PROVIDED INFORMATION.
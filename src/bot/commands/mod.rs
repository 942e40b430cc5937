use crate::bot::AppState;
use crate::database::queries;
use crate::feishu::message::{Card, CardAction, CardButton, CardTemplate};
use crate::utils::format::{build_daily_report, format_user_status, mention, status_icon};
use crate::utils::time::today_date;
use anyhow::Result;

const MAX_STATUS_BUTTONS: usize = 6;

const DEFAULT_STATUS_OPTIONS: [&str; 4] = ["办公室坐班", "外出拍摄", "居家办公", "会议中"];

#[derive(Debug, Clone, PartialEq, Eq)]
pub enum Command {
    CheckIn,
    CheckOut,
    DailyReport,
    Status,
    Help,
    Unknown(String),
}

/// Exact-match dispatch after trimming; anything unrecognized echoes back
/// with a help hint.
pub fn parse_command(text: &str) -> Command {
    match text.trim() {
        "签到" | "/checkin" | "/签到" => Command::CheckIn,
        "签退" | "/checkout" | "/签退" => Command::CheckOut,
        "日报" | "/report" | "/日报" => Command::DailyReport,
        "状态" | "/status" | "/状态" => Command::Status,
        "帮助" | "/help" => Command::Help,
        other => Command::Unknown(other.to_string()),
    }
}

pub async fn handle_command(
    state: &AppState,
    user_id: &str,
    user_name: &str,
    command: Command,
) -> Result<()> {
    match command {
        Command::CheckIn => {
            let settings = queries::get_all_settings(&state.pool).await?;
            let statuses = configured_statuses(&settings.list("status_options"));
            let card = build_checkin_card(&settings.text("company_location", ""), &statuses);
            state.feishu.send_card(&card).await;
        }
        Command::CheckOut => {
            state.feishu.send_card(&build_checkout_card()).await;
        }
        Command::DailyReport => {
            let statuses = queries::get_today_status(&state.pool).await?;
            let roster = queries::get_active_users(&state.pool).await?;
            let content = build_daily_report(today_date(), &statuses, &roster);
            state.feishu.send_rich_text("📊 今日团队去向", &content).await;
        }
        Command::Status => {
            let message = match queries::get_user_status(&state.pool, user_id).await? {
                Some(snapshot) => format_user_status(&snapshot),
                None => mention(user_name, "您今天还没有签到！"),
            };
            state.feishu.send_text(&message).await;
        }
        Command::Help => {
            let settings = queries::get_all_settings(&state.pool).await?;
            let statuses = configured_statuses(&settings.list("status_options"));
            let help = build_help_text(&settings.text("bot_name", "考勤小助手"), &statuses);
            state.feishu.send_text(&help).await;
        }
        Command::Unknown(text) => {
            state
                .feishu
                .send_text(&format!("收到消息：{}\n\n发送「帮助」查看可用命令", text))
                .await;
        }
    }

    Ok(())
}

fn configured_statuses(configured: &[String]) -> Vec<String> {
    if configured.is_empty() {
        DEFAULT_STATUS_OPTIONS.iter().map(|s| s.to_string()).collect()
    } else {
        configured.to_vec()
    }
}

/// Morning card: one button per configured status, capped at six, laid out
/// two per action row.
pub fn build_checkin_card(location: &str, statuses: &[String]) -> Card {
    let location = if location.is_empty() { "公司地址未设置" } else { location };

    let mut card = Card::new("☀️ 早安！请签到", CardTemplate::Blue)
        .markdown(format!("📍 当前定位：{}\n选择您的状态：", location));

    let capped = &statuses[..statuses.len().min(MAX_STATUS_BUTTONS)];
    for row in capped.chunks(2) {
        let buttons = row
            .iter()
            .map(|status| {
                CardButton::new(
                    format!("{} {}", status_icon(status), status),
                    CardAction::Checkin { status: status.clone() },
                )
                .primary()
            })
            .collect();
        card = card.actions(buttons);
    }

    card
}

/// Evening card: the four fixed completion percentages.
pub fn build_checkout_card() -> Card {
    Card::new("🌙 辛苦了！请签退", CardTemplate::Green)
        .markdown("请选择完成度：")
        .actions(vec![
            CardButton::new("25% 🔴", CardAction::Checkout { completion: 25 }),
            CardButton::new("50% 🟡", CardAction::Checkout { completion: 50 }),
        ])
        .actions(vec![
            CardButton::new("75% 🟢", CardAction::Checkout { completion: 75 }),
            CardButton::new("100% ⭐", CardAction::Checkout { completion: 100 }).primary(),
        ])
}

pub fn build_help_text(bot_name: &str, statuses: &[String]) -> String {
    let mut text = format!(
        "🚗 **{}帮助**\n\n*可用命令：*\n• 签到 - 每日签到\n• 签退 - 每日签退\n• 日报 - 查看今日汇总\n• 状态 - 查看个人状态\n• 帮助 - 查看帮助信息\n\n*考勤状态：*",
        bot_name
    );
    for status in statuses {
        text.push_str(&format!("\n{} {}", status_icon(status), status));
    }
    text
}

#[cfg(test)]
mod tests {
    use super::*;
    use serde_json::json;

    #[test]
    fn command_table_matches_exactly() {
        assert_eq!(parse_command("签到"), Command::CheckIn);
        assert_eq!(parse_command("/checkin"), Command::CheckIn);
        assert_eq!(parse_command(" 签退 "), Command::CheckOut);
        assert_eq!(parse_command("/report"), Command::DailyReport);
        assert_eq!(parse_command("状态"), Command::Status);
        assert_eq!(parse_command("/help"), Command::Help);
        assert_eq!(parse_command("帮助"), Command::Help);
        assert_eq!(
            parse_command("xyz123"),
            Command::Unknown("xyz123".to_string())
        );
        // Substrings are not commands
        assert_eq!(
            parse_command("今天签到了吗"),
            Command::Unknown("今天签到了吗".to_string())
        );
    }

    #[test]
    fn checkin_card_uses_configured_statuses_in_rows_of_two() {
        let statuses: Vec<String> = ["办公室坐班", "外出拍摄", "居家办公"]
            .iter()
            .map(|s| s.to_string())
            .collect();
        let card = serde_json::to_value(build_checkin_card("北京市朝阳区", &statuses)).unwrap();

        assert_eq!(card["header"]["template"], "blue");
        let elements = card["elements"].as_array().unwrap();
        assert_eq!(elements[0]["tag"], "div");
        assert!(
            elements[0]["text"]["content"]
                .as_str()
                .unwrap()
                .contains("北京市朝阳区")
        );

        // 3 statuses fill two action rows: 2 + 1
        assert_eq!(elements.len(), 3);
        assert_eq!(elements[1]["actions"].as_array().unwrap().len(), 2);
        assert_eq!(elements[2]["actions"].as_array().unwrap().len(), 1);
        assert_eq!(
            elements[1]["actions"][0]["value"],
            json!({"action": "checkin", "status": "办公室坐班"})
        );
        assert_eq!(elements[1]["actions"][0]["text"]["content"], "🏢 办公室坐班");
    }

    #[test]
    fn checkin_card_caps_at_six_statuses() {
        let statuses: Vec<String> = (1..=9).map(|i| format!("状态{}", i)).collect();
        let card = serde_json::to_value(build_checkin_card("", &statuses)).unwrap();

        let button_count: usize = card["elements"]
            .as_array()
            .unwrap()
            .iter()
            .filter(|e| e["tag"] == "action")
            .map(|e| e["actions"].as_array().unwrap().len())
            .sum();
        assert_eq!(button_count, 6);

        // Unset company location falls back to the placeholder
        assert!(
            card["elements"][0]["text"]["content"]
                .as_str()
                .unwrap()
                .contains("公司地址未设置")
        );
    }

    #[test]
    fn checkout_card_has_four_fixed_percentages() {
        let card = serde_json::to_value(build_checkout_card()).unwrap();
        assert_eq!(card["header"]["template"], "green");

        let completions: Vec<i64> = card["elements"]
            .as_array()
            .unwrap()
            .iter()
            .filter(|e| e["tag"] == "action")
            .flat_map(|e| e["actions"].as_array().unwrap())
            .map(|b| b["value"]["completion"].as_i64().unwrap())
            .collect();
        assert_eq!(completions, vec![25, 50, 75, 100]);
    }

    #[test]
    fn help_text_interpolates_bot_name_and_statuses() {
        let statuses = vec!["办公室坐班".to_string(), "外出拍摄".to_string()];
        let help = build_help_text("考勤小助手", &statuses);
        assert!(help.contains("考勤小助手帮助"));
        assert!(help.contains("🏢 办公室坐班"));
        assert!(help.contains("📹 外出拍摄"));
    }
}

TASK REQUIREMENTS. From the entries above, pull out each line that includes "const".

TASK OUTPUT.
const MAX_STATUS_BUTTONS: usize = 6;
const DEFAULT_STATUS_OPTIONS: [&str; 4] = ["办公室坐班", "外出拍摄", "居家办公", "会议中"];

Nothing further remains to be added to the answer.